The human body constantly produces energy (heat and moisture). This surplus energy is dissipated at a steady rate. For example, a normal adult will produce between 0.6 – 1 litre of moisture over 24 hours daily. This normally evaporates from the skin almost immediately and is never noticed.
A normal body core temperature is circa. 36.7°c with a skin temperature between 32-34°c. The body performs best when the ambient atmosphere temperature is approx. 21°c and when this balance changes the body takes action to preserve its normal operating temperature by a combination of radiation, convection and evaporation.
The normal skin temperature is circa. 32-34°c. As skin temperature rises, its structure changes and its performance will alter. As skin warms or becomes very moist it starts to lose strength becoming more susceptible to damage. Risks such as tearing or damage from pressure become more real. It is noted that the mechanical strength of skin reduces as it warms. For example, mechanical strength at 35°c is just 25% of the strength at a lower temperature of 30°c.

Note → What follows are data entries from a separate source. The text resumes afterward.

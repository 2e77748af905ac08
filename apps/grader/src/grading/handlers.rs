//! Axum route handlers for the Grading API.

use axum::{
    body::Bytes,
    extract::{
        multipart::{MultipartError, MultipartRejection},
        rejection::BytesRejection,
        Multipart, Query, State,
    },
    http::{header, HeaderValue, StatusCode},
    response::{IntoResponse, Response},
    Json,
};
use serde::Deserialize;
use tracing::warn;

use crate::errors::AppError;
use crate::grading::grader::grade_resume;
use crate::grading::source::fetch_resume;
use crate::state::AppState;

/// Multipart field carrying the uploaded resume.
const RESUME_FIELD: &str = "resume";
const PUBLIC_CACHE_CONTROL: &str = "public, max-age=604800, stale-while-revalidate=604800";

#[derive(Debug, Deserialize)]
pub struct ResumeUrlQuery {
    pub url: Option<String>,
}

fn body_error(status: StatusCode, text: String) -> AppError {
    if status == StatusCode::PAYLOAD_TOO_LARGE {
        AppError::PayloadTooLarge(text)
    } else {
        AppError::Validation(text)
    }
}

fn multipart_error(e: MultipartError) -> AppError {
    body_error(e.status(), e.body_text())
}

/// POST /api/grade
///
/// Grades the PDF uploaded in the `resume` multipart field. Requests that are
/// not multipart fall through to the `?url=` source.
pub async fn handle_grade_upload(
    State(state): State<AppState>,
    Query(query): Query<ResumeUrlQuery>,
    multipart: Result<Multipart, MultipartRejection>,
) -> Result<Response, AppError> {
    let mut multipart = match multipart {
        Ok(multipart) => multipart,
        Err(rejection) => {
            warn!("Grade upload is not multipart ({rejection}), using url source");
            return grade_from_url(&state, query.url.unwrap_or_default()).await;
        }
    };

    let mut document = None;
    while let Some(field) = multipart.next_field().await.map_err(multipart_error)? {
        if field.name() == Some(RESUME_FIELD) {
            document = Some(field.bytes().await.map_err(multipart_error)?);
            break;
        }
    }

    let document = document.ok_or_else(|| {
        warn!("Grade request without a resume field");
        AppError::Validation("No resume file uploaded".to_string())
    })?;

    let result = grade_resume(&state.assets, state.grader.as_ref(), document).await?;
    Ok(Json(result).into_response())
}

/// POST /api/feedback
///
/// Grades a PDF sent as the raw request body.
pub async fn handle_grade_body(
    State(state): State<AppState>,
    body: Result<Bytes, BytesRejection>,
) -> Result<Response, AppError> {
    let body = body.map_err(|rejection| body_error(rejection.status(), rejection.body_text()))?;
    let result = grade_resume(&state.assets, state.grader.as_ref(), body).await?;
    Ok(Json(result).into_response())
}

/// GET /api/grade?url=... and GET /api/feedback?url=...
///
/// Grades a bundled public resume (`public/...`) or a remote PDF.
/// Bundled resumes never change, so their grades are cacheable.
pub async fn handle_grade_url(
    State(state): State<AppState>,
    Query(query): Query<ResumeUrlQuery>,
) -> Result<Response, AppError> {
    grade_from_url(&state, query.url.unwrap_or_default()).await
}

async fn grade_from_url(state: &AppState, url: String) -> Result<Response, AppError> {
    let fetched = fetch_resume(
        &state.http,
        &state.config.public_dir,
        &url,
        state.config.max_upload_bytes,
    )
    .await?;

    let location = fetched
        .public_path
        .as_deref()
        .map(HeaderValue::from_str)
        .transpose()
        .map_err(|_| AppError::Validation(format!("Invalid public resume path: {url:?}")))?;

    let result = grade_resume(&state.assets, state.grader.as_ref(), fetched.bytes).await?;

    match location {
        Some(location) => Ok((
            [
                (header::CONTENT_LOCATION, location),
                (
                    header::CACHE_CONTROL,
                    HeaderValue::from_static(PUBLIC_CACHE_CONTROL),
                ),
            ],
            Json(result),
        )
            .into_response()),
        None => Ok(Json(result).into_response()),
    }
}
//! Uploaded resume inspection: validity check and author metadata.

use bytes::Bytes;
use lopdf::{Document, Object};

use crate::errors::AppError;

/// A resume that parsed as PDF, with its raw bytes kept for the model.
#[derive(Debug, Clone)]
pub struct ResumeDocument {
    pub bytes: Bytes,
    pub author: Option<String>,
}

/// Parses `bytes` as PDF and reads the `Author` entry of its info dictionary.
pub fn inspect_document(bytes: Bytes) -> Result<ResumeDocument, AppError> {
    if bytes.is_empty() {
        return Err(AppError::Validation("No resume file uploaded".to_string()));
    }

    let pdf = Document::load_mem(&bytes)
        .map_err(|e| AppError::Validation(format!("Invalid PDF document: {e}")))?;

    let author = read_author(&pdf);
    Ok(ResumeDocument { bytes, author })
}

fn read_author(pdf: &Document) -> Option<String> {
    let info = pdf.trailer.get(b"Info").ok()?;
    let (_, info) = pdf.dereference(info).ok()?;
    let author = info.as_dict().ok()?.get(b"Author").ok()?;
    let (_, author) = pdf.dereference(author).ok()?;

    let raw = match author {
        Object::String(raw, _) => raw,
        _ => return None,
    };

    let text = decode_text_string(raw);
    let text = text.trim();
    (!text.is_empty()).then(|| text.to_string())
}

/// Decodes a PDF text string: UTF-16BE when it carries a byte-order mark,
/// otherwise single-byte (PDFDocEncoding agrees with Latin-1 for printable text).
fn decode_text_string(raw: &[u8]) -> String {
    match raw {
        [0xFE, 0xFF, rest @ ..] => {
            let units: Vec<u16> = rest
                .chunks_exact(2)
                .map(|pair| u16::from_be_bytes([pair[0], pair[1]]))
                .collect();
            String::from_utf16_lossy(&units)
        }
        [0xEF, 0xBB, 0xBF, rest @ ..] => String::from_utf8_lossy(rest).into_owned(),
        _ => raw.iter().map(|&b| b as char).collect(),
    }
}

The clinical objective, where possible, is to maintain the clients ‘normal’ body and skin temperatures and prevent rising skin temperatures. Some clients may benefit from assistance evaporating moisture and heat away from the skins surface at the skins ‘microclimate level’.
The clinical practice guidelines on ‘Prevention and Treatment of Pressure Ulcers: Quick Reference Guide’ (2nd edition 2014) jointly issued by the NPUAP, EPUAP and PPPIA addresses new and emerging therapies including microclimate manipulation. The guide recommends consideration of microclimate manipulation to help prevent increased skin temperatures.
Consider the need for additional features such as ability to control moisture and temperature when selecting a support surface.
The use of specialised surfaces that come into contact with skin may be able to alter the microclimate by changing the rate of evaporation or moisture and the rate at which heat dissipates from the skin.³
Consider the need for moisture and temperature control when selecting a support surface cover.
Any surface that is in contact with the skin will have the potential to affect the microclimate. The overall effect is dependent on the nature of the support surface and its type of cover. ³
The guide also notes that increased heat increases the body’s metabolic rate, inducing sweating and decreases the tolerance of skin for pressure.
². Copy taken from clinical practice guidelines on ‘Prevention and Treatment of Pressure Ulcers: Quick Reference Guide’ (2nd edition 2014) NPUAP, EPUAP, PPPIA
³. Wounds International. International Review. Pressure ulcer prevention: pressure, shear, friction and microclimate in context. London Wounds International 2010.
The skins microclimate exists at the local interface between the support surface and an individual’s skin, which differs to the climate in the surrounding region. It is a dynamic relationship, influenced by temperature, humidity and air flow.
When the body’s core is too warm (Hyperthermic) the body will try to shed energy quickly by producing moisture (sweating). Conversely, when the body’s core temperature is too cold (Hypothermic) the body will try to stimulate heat by shivering. Both these processes take place in the microclimate – the space where air touches the skins surface.
Using ‘active’ and ‘technological’ fabrics, it is possible to influence (1) the skins general condition and (2) the bodys thermo-regulation process. This positive influence can assist users to manage their thermo-regulation function, helping the skin retain its structure and performance whilst keeping the client feeling cool and comfortable.
When working close to skin, the ideal fabrics and materials keep the clients temperature neutral and feeling comfortable. In general, materials with low insulation values are best, materials with high insulation values are not recommended.
CoolOver TR³ – how CoolOver can help restrict increases in skin temperature
CoolOver™ is an advanced fabric, specially woven to provide the most comfortable fabric for skin. The fabric uses special yarn containing two additional ingredients which can both relate directly with the skin working at microclimate level.
(1) Bamboo is a natural fibre which provides:
- Moisture wicking properties
- A soft comfortable surface texture
- Anti-bacterial elements helping keep material fresher for longer
(2) Omnitherm™ uses patented technology from NASA and provides:
- Temperature regulation between 33.3 & 33.6°c
- Active heat transfer, by storing excess heat from the skin then returning the heat to the skin when required.
CoolOver TR³ fabric has active characteristics. When close to the skin, it operates at microclimate level actively wicking away excess moisture and heat from the skins surface. In doing so, it helps:
- Maintain a neutral skin temperature
- The skins condition & performance
- The client remain comfortable
The CoolOver fabric enables good airflow within its structure, it also encourages the evaporation of moisture away from the skins surface. Typically, wicking fabrics (like CoolOver) retain less than 1% of moisture. By contrast, natural fabrics (like cotton) retain larger volumes of moisture which eventually cool in contact with the skin, causing irritation and discomfort.
‘Intelligent’ and breathable materials, working at microclimate level can positively influence the skins microclimate helping keep neutral skin temperatures and optimising skin performance.